Collected data entries:
* * * * *

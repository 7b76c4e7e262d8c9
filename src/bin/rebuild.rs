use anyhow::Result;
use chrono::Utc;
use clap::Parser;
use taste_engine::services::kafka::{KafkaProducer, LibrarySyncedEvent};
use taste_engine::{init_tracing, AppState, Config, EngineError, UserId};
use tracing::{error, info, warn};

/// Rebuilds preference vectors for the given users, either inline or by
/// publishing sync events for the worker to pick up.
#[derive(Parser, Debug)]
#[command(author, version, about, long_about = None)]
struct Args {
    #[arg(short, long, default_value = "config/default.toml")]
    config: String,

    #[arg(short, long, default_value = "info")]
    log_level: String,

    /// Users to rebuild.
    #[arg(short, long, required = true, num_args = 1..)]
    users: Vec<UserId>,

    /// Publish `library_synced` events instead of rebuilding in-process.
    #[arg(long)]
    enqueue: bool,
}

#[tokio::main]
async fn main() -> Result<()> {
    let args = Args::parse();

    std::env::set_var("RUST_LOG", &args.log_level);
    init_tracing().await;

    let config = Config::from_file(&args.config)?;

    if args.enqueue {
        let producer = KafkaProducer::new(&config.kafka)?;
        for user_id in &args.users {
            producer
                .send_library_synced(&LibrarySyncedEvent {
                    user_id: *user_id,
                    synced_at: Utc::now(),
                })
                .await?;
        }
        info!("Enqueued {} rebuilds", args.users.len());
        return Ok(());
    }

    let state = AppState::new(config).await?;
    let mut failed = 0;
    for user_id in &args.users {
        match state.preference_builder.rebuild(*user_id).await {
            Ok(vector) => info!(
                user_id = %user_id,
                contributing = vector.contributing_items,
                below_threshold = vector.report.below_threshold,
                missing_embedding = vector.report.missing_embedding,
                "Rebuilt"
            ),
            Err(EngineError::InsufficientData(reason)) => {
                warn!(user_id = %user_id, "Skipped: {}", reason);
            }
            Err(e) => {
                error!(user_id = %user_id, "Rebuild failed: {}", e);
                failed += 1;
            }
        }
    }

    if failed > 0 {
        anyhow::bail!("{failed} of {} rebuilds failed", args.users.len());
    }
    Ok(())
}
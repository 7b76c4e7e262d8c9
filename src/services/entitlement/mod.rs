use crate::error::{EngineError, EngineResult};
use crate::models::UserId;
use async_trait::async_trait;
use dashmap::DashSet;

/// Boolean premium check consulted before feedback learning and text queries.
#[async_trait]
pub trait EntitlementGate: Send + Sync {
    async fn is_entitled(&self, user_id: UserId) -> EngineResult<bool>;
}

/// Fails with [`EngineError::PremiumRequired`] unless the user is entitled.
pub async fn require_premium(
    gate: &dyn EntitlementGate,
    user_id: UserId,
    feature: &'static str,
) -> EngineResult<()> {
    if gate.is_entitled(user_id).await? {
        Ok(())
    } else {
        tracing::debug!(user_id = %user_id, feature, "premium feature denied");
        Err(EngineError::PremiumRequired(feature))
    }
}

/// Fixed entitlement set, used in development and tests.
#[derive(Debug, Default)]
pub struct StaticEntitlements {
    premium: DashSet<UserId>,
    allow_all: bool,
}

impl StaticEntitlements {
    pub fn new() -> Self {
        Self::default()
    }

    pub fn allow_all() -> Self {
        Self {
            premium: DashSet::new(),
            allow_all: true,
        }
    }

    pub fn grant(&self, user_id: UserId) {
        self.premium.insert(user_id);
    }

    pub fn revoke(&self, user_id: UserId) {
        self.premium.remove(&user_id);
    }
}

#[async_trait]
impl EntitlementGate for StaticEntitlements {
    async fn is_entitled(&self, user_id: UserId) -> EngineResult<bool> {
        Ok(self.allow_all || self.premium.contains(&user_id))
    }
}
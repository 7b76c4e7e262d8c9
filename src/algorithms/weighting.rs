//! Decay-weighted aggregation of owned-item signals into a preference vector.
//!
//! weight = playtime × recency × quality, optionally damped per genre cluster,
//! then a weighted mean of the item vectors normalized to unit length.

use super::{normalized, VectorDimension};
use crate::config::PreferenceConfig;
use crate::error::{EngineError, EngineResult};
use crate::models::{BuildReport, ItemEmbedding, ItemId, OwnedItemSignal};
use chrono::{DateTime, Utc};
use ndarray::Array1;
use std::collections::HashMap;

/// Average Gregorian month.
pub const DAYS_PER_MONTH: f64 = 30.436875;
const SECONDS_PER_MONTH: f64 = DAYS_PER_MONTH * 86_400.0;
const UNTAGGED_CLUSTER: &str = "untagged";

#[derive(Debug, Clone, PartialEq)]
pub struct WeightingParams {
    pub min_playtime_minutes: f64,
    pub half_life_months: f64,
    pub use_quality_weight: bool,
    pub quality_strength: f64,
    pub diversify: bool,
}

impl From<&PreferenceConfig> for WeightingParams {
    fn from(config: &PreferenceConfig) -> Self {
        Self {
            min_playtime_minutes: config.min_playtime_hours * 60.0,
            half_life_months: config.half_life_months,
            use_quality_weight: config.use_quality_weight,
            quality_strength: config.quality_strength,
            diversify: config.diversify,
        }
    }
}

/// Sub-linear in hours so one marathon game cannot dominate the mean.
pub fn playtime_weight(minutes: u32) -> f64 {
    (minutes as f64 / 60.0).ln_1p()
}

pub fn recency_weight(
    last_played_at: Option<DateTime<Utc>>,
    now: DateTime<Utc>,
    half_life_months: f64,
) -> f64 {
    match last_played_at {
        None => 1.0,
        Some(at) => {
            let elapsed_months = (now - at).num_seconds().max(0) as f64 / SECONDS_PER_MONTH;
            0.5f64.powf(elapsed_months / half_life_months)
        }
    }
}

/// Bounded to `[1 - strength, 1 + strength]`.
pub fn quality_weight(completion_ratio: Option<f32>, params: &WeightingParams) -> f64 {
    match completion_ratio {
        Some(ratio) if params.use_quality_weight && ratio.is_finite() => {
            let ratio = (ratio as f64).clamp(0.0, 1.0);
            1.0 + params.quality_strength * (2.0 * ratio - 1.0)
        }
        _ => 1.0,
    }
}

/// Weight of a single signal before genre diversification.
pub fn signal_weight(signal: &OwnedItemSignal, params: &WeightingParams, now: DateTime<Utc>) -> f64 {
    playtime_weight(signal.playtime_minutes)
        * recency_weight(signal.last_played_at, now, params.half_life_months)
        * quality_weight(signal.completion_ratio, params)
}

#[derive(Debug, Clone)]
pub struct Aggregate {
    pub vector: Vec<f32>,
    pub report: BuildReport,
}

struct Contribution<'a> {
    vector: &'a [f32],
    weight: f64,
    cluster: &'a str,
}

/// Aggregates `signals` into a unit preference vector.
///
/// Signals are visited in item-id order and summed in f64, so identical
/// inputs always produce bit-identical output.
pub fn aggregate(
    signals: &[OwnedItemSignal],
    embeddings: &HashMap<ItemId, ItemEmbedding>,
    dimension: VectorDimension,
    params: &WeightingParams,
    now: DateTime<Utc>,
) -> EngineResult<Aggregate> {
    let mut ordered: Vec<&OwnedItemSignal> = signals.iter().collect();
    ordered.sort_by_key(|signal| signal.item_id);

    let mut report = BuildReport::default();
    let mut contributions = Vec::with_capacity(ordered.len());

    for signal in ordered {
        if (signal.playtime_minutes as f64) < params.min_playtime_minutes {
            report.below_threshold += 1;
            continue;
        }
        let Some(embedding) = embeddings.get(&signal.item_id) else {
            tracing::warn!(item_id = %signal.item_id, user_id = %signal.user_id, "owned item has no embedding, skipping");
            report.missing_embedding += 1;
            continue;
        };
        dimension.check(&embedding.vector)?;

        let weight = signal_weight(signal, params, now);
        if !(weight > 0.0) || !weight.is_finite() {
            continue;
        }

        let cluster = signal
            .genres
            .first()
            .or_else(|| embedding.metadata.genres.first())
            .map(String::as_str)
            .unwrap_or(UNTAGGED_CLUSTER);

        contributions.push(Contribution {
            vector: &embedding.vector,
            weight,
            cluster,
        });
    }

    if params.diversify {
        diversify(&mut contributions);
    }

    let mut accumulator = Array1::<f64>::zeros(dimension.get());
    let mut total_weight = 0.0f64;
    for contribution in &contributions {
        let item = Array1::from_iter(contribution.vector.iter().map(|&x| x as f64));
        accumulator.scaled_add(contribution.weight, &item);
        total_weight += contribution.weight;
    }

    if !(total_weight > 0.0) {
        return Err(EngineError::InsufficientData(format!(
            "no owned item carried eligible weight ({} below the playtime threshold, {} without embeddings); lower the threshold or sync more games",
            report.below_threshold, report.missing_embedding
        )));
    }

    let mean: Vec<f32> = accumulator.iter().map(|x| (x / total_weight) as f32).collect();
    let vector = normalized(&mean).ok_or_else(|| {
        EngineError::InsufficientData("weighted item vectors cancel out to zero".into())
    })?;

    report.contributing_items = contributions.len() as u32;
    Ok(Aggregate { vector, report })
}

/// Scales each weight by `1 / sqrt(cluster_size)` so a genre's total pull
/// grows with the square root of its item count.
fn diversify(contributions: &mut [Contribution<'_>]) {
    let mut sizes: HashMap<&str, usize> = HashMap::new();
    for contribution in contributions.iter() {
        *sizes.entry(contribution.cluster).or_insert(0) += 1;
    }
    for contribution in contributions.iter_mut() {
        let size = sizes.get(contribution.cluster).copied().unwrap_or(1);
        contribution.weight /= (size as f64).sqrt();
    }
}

* * * * *

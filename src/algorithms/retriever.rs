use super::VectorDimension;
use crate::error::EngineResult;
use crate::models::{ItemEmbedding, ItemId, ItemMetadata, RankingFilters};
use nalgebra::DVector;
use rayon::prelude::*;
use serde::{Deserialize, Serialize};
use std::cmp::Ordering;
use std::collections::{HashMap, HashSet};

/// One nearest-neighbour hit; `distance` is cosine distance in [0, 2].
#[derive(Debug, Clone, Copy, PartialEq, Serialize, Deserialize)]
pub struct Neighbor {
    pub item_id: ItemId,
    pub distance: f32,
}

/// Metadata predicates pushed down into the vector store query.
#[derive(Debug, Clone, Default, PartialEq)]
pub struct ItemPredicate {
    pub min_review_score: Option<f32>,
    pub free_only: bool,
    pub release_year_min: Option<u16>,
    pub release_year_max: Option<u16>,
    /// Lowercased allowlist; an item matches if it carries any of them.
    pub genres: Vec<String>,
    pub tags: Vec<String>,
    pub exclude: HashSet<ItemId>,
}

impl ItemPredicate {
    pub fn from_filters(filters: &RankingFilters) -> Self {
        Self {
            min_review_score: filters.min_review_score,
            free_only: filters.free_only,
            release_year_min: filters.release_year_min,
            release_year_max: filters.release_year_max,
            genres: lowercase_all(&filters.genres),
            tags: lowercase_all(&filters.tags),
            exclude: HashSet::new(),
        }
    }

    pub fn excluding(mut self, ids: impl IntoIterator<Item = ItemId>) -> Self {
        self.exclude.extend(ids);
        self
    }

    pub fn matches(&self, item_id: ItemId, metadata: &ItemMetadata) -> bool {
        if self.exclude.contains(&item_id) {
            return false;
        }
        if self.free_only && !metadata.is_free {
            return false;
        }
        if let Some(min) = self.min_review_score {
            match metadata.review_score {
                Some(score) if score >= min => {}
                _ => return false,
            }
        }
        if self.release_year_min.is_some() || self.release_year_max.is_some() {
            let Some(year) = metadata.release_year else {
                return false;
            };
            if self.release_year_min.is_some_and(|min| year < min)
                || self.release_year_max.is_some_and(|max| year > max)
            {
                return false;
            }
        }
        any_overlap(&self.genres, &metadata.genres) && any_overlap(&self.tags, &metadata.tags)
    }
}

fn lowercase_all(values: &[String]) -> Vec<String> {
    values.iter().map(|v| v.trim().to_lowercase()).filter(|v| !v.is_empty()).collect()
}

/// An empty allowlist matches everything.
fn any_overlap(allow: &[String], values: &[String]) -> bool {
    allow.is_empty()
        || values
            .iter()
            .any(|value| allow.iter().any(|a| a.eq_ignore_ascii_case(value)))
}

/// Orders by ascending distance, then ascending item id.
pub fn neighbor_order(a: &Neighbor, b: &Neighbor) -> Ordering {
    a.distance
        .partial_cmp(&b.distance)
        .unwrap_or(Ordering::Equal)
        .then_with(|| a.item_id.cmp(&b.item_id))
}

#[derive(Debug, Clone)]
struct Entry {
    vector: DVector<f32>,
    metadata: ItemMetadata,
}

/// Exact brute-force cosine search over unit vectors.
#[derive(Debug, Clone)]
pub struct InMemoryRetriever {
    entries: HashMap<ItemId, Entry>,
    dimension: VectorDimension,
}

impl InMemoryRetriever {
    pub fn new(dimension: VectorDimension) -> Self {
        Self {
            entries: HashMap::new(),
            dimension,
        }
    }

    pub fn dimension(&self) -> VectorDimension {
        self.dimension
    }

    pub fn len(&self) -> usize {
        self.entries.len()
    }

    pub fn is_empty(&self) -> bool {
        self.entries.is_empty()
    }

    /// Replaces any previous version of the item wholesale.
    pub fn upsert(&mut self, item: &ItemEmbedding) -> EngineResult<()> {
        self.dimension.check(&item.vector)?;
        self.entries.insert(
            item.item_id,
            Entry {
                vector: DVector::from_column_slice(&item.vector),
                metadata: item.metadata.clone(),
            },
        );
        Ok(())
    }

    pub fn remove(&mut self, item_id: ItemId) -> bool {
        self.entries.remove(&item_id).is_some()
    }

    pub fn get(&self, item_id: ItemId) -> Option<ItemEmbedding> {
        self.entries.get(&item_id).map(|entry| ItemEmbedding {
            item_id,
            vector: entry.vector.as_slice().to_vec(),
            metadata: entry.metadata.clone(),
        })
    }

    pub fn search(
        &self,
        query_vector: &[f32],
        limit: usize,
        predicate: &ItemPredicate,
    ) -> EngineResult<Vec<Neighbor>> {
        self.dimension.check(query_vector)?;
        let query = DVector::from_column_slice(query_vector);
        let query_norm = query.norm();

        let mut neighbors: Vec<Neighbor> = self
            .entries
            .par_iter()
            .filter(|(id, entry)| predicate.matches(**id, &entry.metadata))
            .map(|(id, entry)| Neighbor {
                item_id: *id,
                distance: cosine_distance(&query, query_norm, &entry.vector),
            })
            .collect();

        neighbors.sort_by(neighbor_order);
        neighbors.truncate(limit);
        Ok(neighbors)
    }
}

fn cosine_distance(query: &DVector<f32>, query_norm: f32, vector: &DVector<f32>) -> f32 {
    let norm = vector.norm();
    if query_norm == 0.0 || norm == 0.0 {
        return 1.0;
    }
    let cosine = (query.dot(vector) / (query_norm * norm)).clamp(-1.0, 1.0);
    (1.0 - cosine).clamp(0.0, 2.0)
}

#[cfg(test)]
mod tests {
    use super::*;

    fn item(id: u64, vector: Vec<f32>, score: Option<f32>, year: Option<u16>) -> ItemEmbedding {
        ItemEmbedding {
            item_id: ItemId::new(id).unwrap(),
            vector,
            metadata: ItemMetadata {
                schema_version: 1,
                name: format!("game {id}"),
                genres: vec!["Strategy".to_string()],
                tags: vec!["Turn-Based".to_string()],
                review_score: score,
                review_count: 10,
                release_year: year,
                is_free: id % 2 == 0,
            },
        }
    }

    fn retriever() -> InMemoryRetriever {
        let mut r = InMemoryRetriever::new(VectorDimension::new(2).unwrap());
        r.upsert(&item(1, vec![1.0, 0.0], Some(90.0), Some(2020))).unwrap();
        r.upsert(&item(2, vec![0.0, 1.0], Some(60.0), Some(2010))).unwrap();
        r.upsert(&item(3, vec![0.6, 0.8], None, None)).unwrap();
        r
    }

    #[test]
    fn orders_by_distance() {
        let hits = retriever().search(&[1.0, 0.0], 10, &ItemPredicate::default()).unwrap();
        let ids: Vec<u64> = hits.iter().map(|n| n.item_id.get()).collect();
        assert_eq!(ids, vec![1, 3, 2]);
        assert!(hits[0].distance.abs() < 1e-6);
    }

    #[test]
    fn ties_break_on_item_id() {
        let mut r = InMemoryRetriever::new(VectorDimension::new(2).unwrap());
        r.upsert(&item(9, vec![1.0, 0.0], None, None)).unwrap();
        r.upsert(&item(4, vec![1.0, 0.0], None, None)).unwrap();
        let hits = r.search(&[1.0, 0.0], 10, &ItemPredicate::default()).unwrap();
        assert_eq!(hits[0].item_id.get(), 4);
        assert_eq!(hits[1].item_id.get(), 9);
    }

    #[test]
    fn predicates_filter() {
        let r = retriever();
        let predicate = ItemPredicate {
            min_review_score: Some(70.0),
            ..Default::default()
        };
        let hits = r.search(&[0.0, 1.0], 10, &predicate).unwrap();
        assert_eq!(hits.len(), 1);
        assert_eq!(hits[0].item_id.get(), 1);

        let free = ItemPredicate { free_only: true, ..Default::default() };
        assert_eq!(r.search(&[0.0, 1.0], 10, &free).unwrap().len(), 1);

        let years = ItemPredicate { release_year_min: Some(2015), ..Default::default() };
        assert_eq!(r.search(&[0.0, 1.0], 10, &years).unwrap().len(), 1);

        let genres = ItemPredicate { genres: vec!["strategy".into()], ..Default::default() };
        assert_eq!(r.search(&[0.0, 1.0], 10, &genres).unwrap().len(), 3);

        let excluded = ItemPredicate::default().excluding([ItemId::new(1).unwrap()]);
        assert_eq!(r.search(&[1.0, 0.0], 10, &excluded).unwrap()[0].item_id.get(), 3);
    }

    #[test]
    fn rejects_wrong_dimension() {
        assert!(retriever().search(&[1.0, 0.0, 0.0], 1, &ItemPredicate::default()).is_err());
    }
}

* * * * *

For every line of the records that has the word "PreferenceConfig" in it, make a copy.

• [Finished exercise]
use crate::config::PreferenceConfig;
impl From<&PreferenceConfig> for WeightingParams {
    fn from(config: &PreferenceConfig) -> Self {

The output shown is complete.